AVANT-PROPOS

Mesdames, Messieurs,

Les négociations relatives au prochain cadre financier pluriannuel de l'Union européenne sont appelées à définir la physionomie globale de l'Union européenne jusqu'en 2027. Dans le contexte du retrait imminent du Royaume-Uni, la définition du prochain cadre financier pluriannuel place l'Union européenne à un tournant : comment dimensionner un budget pertinent et consensuel pour 27 États membres ? Faut-il procéder à des réorientations budgétaires alors que la politique agricole commune et la politique de cohésion constituent historiquement les premières dépenses de l'Union européenne ? Les recettes du budget de l'Union européenne sont-elles à la hauteur des objectifs qu'elle défend ?

Dans cette perspective, j'ai décidé de réaliser une mission de contrôle budgétaire consacrée aux ambitions de l'Union européenne et de la France pour le prochain cadre financier pluriannuel, en application de l'article 57 de la loi organique du 1 er août 2001 relative aux lois de finances. Si les orientations présentées par la Commission européenne le 2 mai 2018 ont constitué le fil directeur de mes travaux, les différentes auditions menées ont également permis de dresser un état des lieux plus large des administrations mobilisées sur ces enjeux.

Mes travaux se sont nourris de plusieurs auditions à Paris, mais aussi à Bruxelles, et ils ont permis de rencontrer des acteurs aussi bien institutionnels qu'associatifs.
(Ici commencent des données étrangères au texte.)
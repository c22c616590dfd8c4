//! Evolutionary program-optimization engine.
//!
//! A registered *task* names a target source file with marked mutable
//! regions, an optimization goal, and a multi-metric evaluator cascade.
//! Over successive generations the engine asks an LLM oracle for
//! candidate patches, applies them with scope rules, evaluates them
//! through a staged cascade, and maintains a bounded archive biased
//! toward the Pareto frontier with novelty preservation.
//!
//! # Architecture
//!
//! ```text
//! engine (generation driver)
//!   ├── meta_prompt  - rank/mutate system-prompt templates
//!   ├── sampler      - token-budgeted prompts from archive exemplars
//!   ├── llm          - oracle trait + OpenAI-compatible client
//!   ├── patch/blocks - decode patches, rewrite EVOLVE blocks
//!   ├── cascade      - bounded-parallel staged evaluation
//!   ├── archive      - Pareto rank, Jaccard novelty, age, truncation
//!   └── store        - SQLite persistence for all of the above
//! ```
//!
//! The `controller` module is a lighter single-block loop for tasks
//! with an in-process evaluation function; `cli` is the collaborator
//! front end.

pub mod archive;
pub mod blocks;
pub mod cascade;
pub mod cli;
pub mod config;
pub mod controller;
pub mod diffs;
pub mod engine;
pub mod error;
pub mod llm;
pub mod meta_prompt;
pub mod patch;
pub mod prompts;
pub mod sampler;
pub mod store;

// Re-export key types
pub use archive::{Archive, ArchiveEntry};
pub use blocks::{EvolveBlock, extract_blocks, replace_block};
pub use cascade::{Evaluator, StageResult, run_cascade};
pub use config::{MetricSpec, RunConfig};
pub use controller::{EvolutionController, EvolutionTask};
pub use diffs::{DiffHunk, parse_diff};
pub use engine::evolve;
pub use error::{ControllerError, EngineError, LlmError, PatchError, StoreError};
pub use llm::{GenerationRequest, GenerationResult, LlmOracle, OpenAiOracle};
pub use patch::{EditScope, Patch, apply_patch};
pub use store::{CandidateRecord, ProgramStore};
//! Command-line argument parsing.
//!
//! Defines the CLI structure using clap derive macros.

use std::path::PathBuf;

use clap::{Parser, Subcommand};

/// Evoforge: evolutionary program optimization driven by LLM patches.
///
/// Registers a task (a target file with EVOLVE blocks, a goal, and an
/// evaluator cascade) and evolves it over generations of candidate
/// patches.
#[derive(Parser, Debug)]
#[command(name = "evoforge")]
#[command(version, about, long_about = None)]
#[command(propagate_version = true)]
pub struct Cli {
    /// Path to the evoforge database file.
    ///
    /// Defaults to `.evoforge/evoforge.db` in the current directory.
    #[arg(long, env = "EVOFORGE_DB_PATH")]
    pub db: Option<PathBuf>,

    /// Workspace directory containing the target file.
    #[arg(long, default_value = ".")]
    pub workdir: PathBuf,

    /// Enable verbose output.
    #[arg(short, long, global = true)]
    pub verbose: bool,

    /// The subcommand to execute.
    #[command(subcommand)]
    pub command: Commands,
}

/// Available CLI commands.
#[derive(Subcommand, Debug)]
pub enum Commands {
    /// Initialise the database schema.
    InitDb,

    /// Start a new run from a configuration file.
    #[command(after_help = r#"Examples:
  evoforge run --config task.toml                 # New run, random id
  evoforge run --config task.toml --run-id demo   # Named run
  evoforge run --config task.toml --dry-run       # Write prompts only
"#)]
    Run {
        /// TOML run configuration.
        #[arg(long)]
        config: PathBuf,

        /// Run identifier; a UUID is generated when omitted.
        #[arg(long)]
        run_id: Option<String>,

        /// Stop each slot after writing its prompt.
        #[arg(long)]
        dry_run: bool,
    },

    /// Resume a stored run from its recorded configuration.
    Resume {
        /// Run identifier to resume.
        #[arg(long)]
        run_id: String,

        /// Stop each slot after writing its prompt.
        #[arg(long)]
        dry_run: bool,
    },

    /// Inspect a run's top candidates by novelty.
    Inspect {
        /// Run identifier to inspect.
        #[arg(long)]
        run_id: String,

        /// Number of candidates to print.
        #[arg(long, default_value = "10")]
        top: usize,
    },

    /// Export a run's candidates and metrics as JSON.
    ExportArchive {
        /// Run identifier to export.
        #[arg(long)]
        run_id: String,

        /// Output file path.
        #[arg(long)]
        out: PathBuf,
    },
}
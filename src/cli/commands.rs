//! Command handlers.
//!
//! Thin collaborator layer over the library: resolve configuration and
//! the LLM callable, then drive the engine or the store.

use std::path::{Path, PathBuf};
use std::sync::Arc;

use anyhow::{Context, bail};
use uuid::Uuid;

use crate::config::{LlmMode, RunConfig};
use crate::engine::evolve;
use crate::error::LlmError;
use crate::llm::{GenerationRequest, LlmCallFn, OpenAiOracle, blocking_call};
use crate::store::ProgramStore;

/// Default database path when neither flag nor config provides one.
const DEFAULT_DB_PATH: &str = ".evoforge/evoforge.db";

/// Default system prompt for engine-driven generation requests.
const DEFAULT_SYSTEM_PROMPT: &str =
    "You are an expert software engineer evolving code through structured diffs.";

fn resolve_db(db: Option<&Path>) -> PathBuf {
    db.map_or_else(|| PathBuf::from(DEFAULT_DB_PATH), Path::to_path_buf)
}

/// Resolves the blocking LLM callable from run configuration.
///
/// # Errors
///
/// Fails when the `openai` mode lacks credentials.
pub fn resolve_llm(cfg: &RunConfig) -> anyhow::Result<Arc<LlmCallFn>> {
    match cfg.llm.mode {
        LlmMode::Noop => Ok(Arc::new(|_prompt: &str| Ok(String::new()))),
        LlmMode::Echo => {
            let response = cfg.llm.response.clone().unwrap_or_default();
            Ok(Arc::new(move |_prompt: &str| Ok(response.clone())))
        }
        LlmMode::File => {
            let path = cfg
                .llm
                .path
                .clone()
                .context("llm.path is required for llm.mode = \"file\"")?;
            Ok(Arc::new(move |_prompt: &str| {
                std::fs::read_to_string(&path).map_err(|err| LlmError::Request {
                    message: format!("failed to read response file: {err}"),
                })
            }))
        }
        LlmMode::OpenAi => {
            let api_key = cfg
                .llm
                .api_key
                .clone()
                .or_else(|| std::env::var("OPENAI_API_KEY").ok())
                .context("no API key: set llm.api_key or OPENAI_API_KEY")?;
            let oracle = OpenAiOracle::new(
                &api_key,
                cfg.llm.base_url.as_deref(),
                cfg.llm.model.as_deref(),
            )
            .with_max_retries(cfg.llm.max_retries);

            let mut template = GenerationRequest::new(
                String::new(),
                cfg.llm
                    .system_prompt
                    .clone()
                    .unwrap_or_else(|| DEFAULT_SYSTEM_PROMPT.to_string()),
            );
            template.model = cfg.llm.model.clone();
            template.n = cfg.llm.n;
            template.temperature = cfg.llm.temperature;

            Ok(blocking_call(
                Arc::new(oracle),
                tokio::runtime::Handle::current(),
                template,
            ))
        }
    }
}

/// `init-db`: create the database file and schema.
///
/// # Errors
///
/// Fails when the database cannot be created.
pub fn cmd_init_db(db: Option<&Path>) -> anyhow::Result<()> {
    let path = resolve_db(db);
    ProgramStore::open(&path)?;
    println!("Initialised database at {}", path.display());
    Ok(())
}

/// `run`: start a new run from a configuration file.
///
/// # Errors
///
/// Fails on configuration or engine errors.
pub async fn cmd_run(
    db: Option<&Path>,
    workdir: &Path,
    config: &Path,
    run_id: Option<String>,
    dry_run: bool,
) -> anyhow::Result<()> {
    let mut cfg = RunConfig::from_toml_file(config)
        .with_context(|| format!("loading {}", config.display()))?;
    if let Some(db) = db {
        cfg.db_path = db.to_path_buf();
    }
    cfg.workdir = workdir.to_path_buf();
    cfg.dry_run = cfg.dry_run || dry_run;

    let run_id = run_id.unwrap_or_else(|| Uuid::new_v4().to_string());
    let llm_call = resolve_llm(&cfg)?;
    evolve(&run_id, &cfg, llm_call).await?;
    println!("Run {run_id} complete");
    Ok(())
}

/// `resume`: continue a stored run from its recorded configuration.
///
/// # Errors
///
/// Fails when the run is unknown or the engine errors.
pub async fn cmd_resume(db: Option<&Path>, run_id: &str, dry_run: bool) -> anyhow::Result<()> {
    let db_path = resolve_db(db);
    let store = ProgramStore::open(&db_path)?;
    let Some(record) = store.get_run(run_id)? else {
        bail!("run {run_id} not found");
    };
    let mut cfg = RunConfig::from_json(&record.config_json)?;
    cfg.db_path = db_path;
    cfg.dry_run = dry_run;
    drop(store);

    let llm_call = resolve_llm(&cfg)?;
    evolve(run_id, &cfg, llm_call).await?;
    println!("Run {run_id} resumed");
    Ok(())
}

/// `inspect`: print a run's top candidates by novelty.
///
/// # Errors
///
/// Fails on store errors.
pub fn cmd_inspect(db: Option<&Path>, run_id: &str, top: usize) -> anyhow::Result<()> {
    let store = ProgramStore::open(&resolve_db(db))?;
    let mut rows = store.get_candidates_by_run(run_id, None)?;
    let ids: Vec<String> = rows.iter().map(|c| c.cand_id.clone()).collect();
    let metrics = store.get_candidate_evals(&ids)?;

    rows.sort_by(|a, b| b.novelty.total_cmp(&a.novelty));
    for row in rows.iter().take(top) {
        let metrics_str = metrics
            .get(&row.cand_id)
            .map_or_else(|| "{}".to_string(), |m| {
                serde_json::to_string(m).unwrap_or_else(|_| "{}".to_string())
            });
        println!(
            "{} gen={} novelty={:.3} metrics={}",
            row.cand_id, row.generation, row.novelty, metrics_str
        );
    }
    Ok(())
}

/// `export-archive`: dump candidates and metrics as pretty JSON.
///
/// # Errors
///
/// Fails on store or output I/O errors.
pub fn cmd_export_archive(db: Option<&Path>, run_id: &str, out: &Path) -> anyhow::Result<()> {
    let store = ProgramStore::open(&resolve_db(db))?;
    let rows = store.get_candidates_by_run(run_id, None)?;
    let ids: Vec<String> = rows.iter().map(|c| c.cand_id.clone()).collect();
    let metrics = store.get_candidate_evals(&ids)?;

    let payload: Vec<serde_json::Value> = rows
        .iter()
        .map(|row| {
            serde_json::json!({
                "candidate": row,
                "metrics": metrics.get(&row.cand_id).cloned().unwrap_or_default(),
            })
        })
        .collect();

    if let Some(parent) = out.parent()
        && !parent.as_os_str().is_empty()
    {
        std::fs::create_dir_all(parent)?;
    }
    std::fs::write(out, serde_json::to_string_pretty(&payload)?)?;
    println!("Archive exported to {}", out.display());
    Ok(())
}

#[cfg(test)]
#[allow(clippy::unwrap_used, clippy::panic)]
mod tests {
    use super::*;
    use crate::config::LlmConfig;

    #[test]
    fn test_resolve_llm_noop_and_echo() {
        let mut cfg = RunConfig::default();
        let call = resolve_llm(&cfg).unwrap();
        assert_eq!(call("prompt").unwrap(), "");

        cfg.llm = LlmConfig {
            mode: LlmMode::Echo,
            response: Some("fixed".to_string()),
            ..LlmConfig::default()
        };
        let call = resolve_llm(&cfg).unwrap();
        assert_eq!(call("prompt").unwrap(), "fixed");
    }

    #[test]
    fn test_resolve_llm_file_mode_reads_per_call() {
        let dir = tempfile::tempdir().unwrap();
        let path = dir.path().join("response.txt");
        std::fs::write(&path, "one").unwrap();

        let mut cfg = RunConfig::default();
        cfg.llm.mode = LlmMode::File;
        cfg.llm.path = Some(path.clone());
        let call = resolve_llm(&cfg).unwrap();
        assert_eq!(call("prompt").unwrap(), "one");

        std::fs::write(&path, "two").unwrap();
        assert_eq!(call("prompt").unwrap(), "two");
    }

    #[test]
    fn test_resolve_llm_file_mode_requires_path() {
        let mut cfg = RunConfig::default();
        cfg.llm.mode = LlmMode::File;
        assert!(resolve_llm(&cfg).is_err());
    }

    #[test]
    fn test_export_archive_writes_json() {
        let dir = tempfile::tempdir().unwrap();
        let db = dir.path().join("db.sqlite");
        {
            let store = ProgramStore::open(&db).unwrap();
            store
                .insert_candidate(&crate::store::CandidateRecord {
                    cand_id: "c1".to_string(),
                    run_id: "run".to_string(),
                    parent_ids: Vec::new(),
                    meta_prompt_id: None,
                    filepath: "demo.py".to_string(),
                    patch: "[]".to_string(),
                    code_snapshot: String::new(),
                    generation: 0,
                    novelty: 0.0,
                    age: 0,
                    error: None,
                })
                .unwrap();
        }
        let out = dir.path().join("export/archive.json");
        cmd_export_archive(Some(&db), "run", &out).unwrap();

        let payload: serde_json::Value =
            serde_json::from_str(&std::fs::read_to_string(&out).unwrap()).unwrap();
        assert_eq!(payload[0]["candidate"]["cand_id"], "c1");
    }
}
De plus, ils ont été enrichis par ma participation au groupe de suivi du Sénat sur la politique de cohésion régionale, établi en commun avec la commission des affaires européennes et la commission du développement durable et de l'aménagement du territoire, et qui s'est conclu par l'adoption d'une résolution européenne le 2 juillet 2018 1 ( * ) .

PREMIÈRE PARTIE - LES LEÇONS DU CADRE FINANCIER PLURIANNUEL 2014-2020

I. UN CADRE FINANCIER PLURIANNUEL INITIALEMENT ADOPTÉ AVEC DIFFICULTÉS, PUIS RÉVISÉ À MI-PARCOURS

En application de l'article 312 du traité sur le fonctionnement de l'Union européenne (TFUE), « le cadre financier pluriannuel vise à assurer l'évolution ordonnée des dépenses de l'Union dans la limite de ses ressources propres . [...] Le budget annuel de l'Union respecte le cadre financier pluriannuel ». Par conséquent, il définit une programmation financière en vue de donner une vision à long terme aux États membres et aux bénéficiaires potentiels des fonds européens et fixe des plafonds annuels maximaux de dépenses juridiquement contraignants.

Les plafonds de dépenses du cadre financier pluriannuel

Le cadre financier pluriannuel définit deux types de plafonds de dépenses :

- un plafond annuel pour chacune des six rubriques thématiques du budget, exprimé en crédits d'engagement ;

- un plafond annuel global pour les crédits d'engagement , correspondant à la somme des plafonds de toutes les rubriques, et un plafond annuel global pour les crédits de paiement , qui correspond au montant pouvant effectivement être décaissé au cours d'un exercice.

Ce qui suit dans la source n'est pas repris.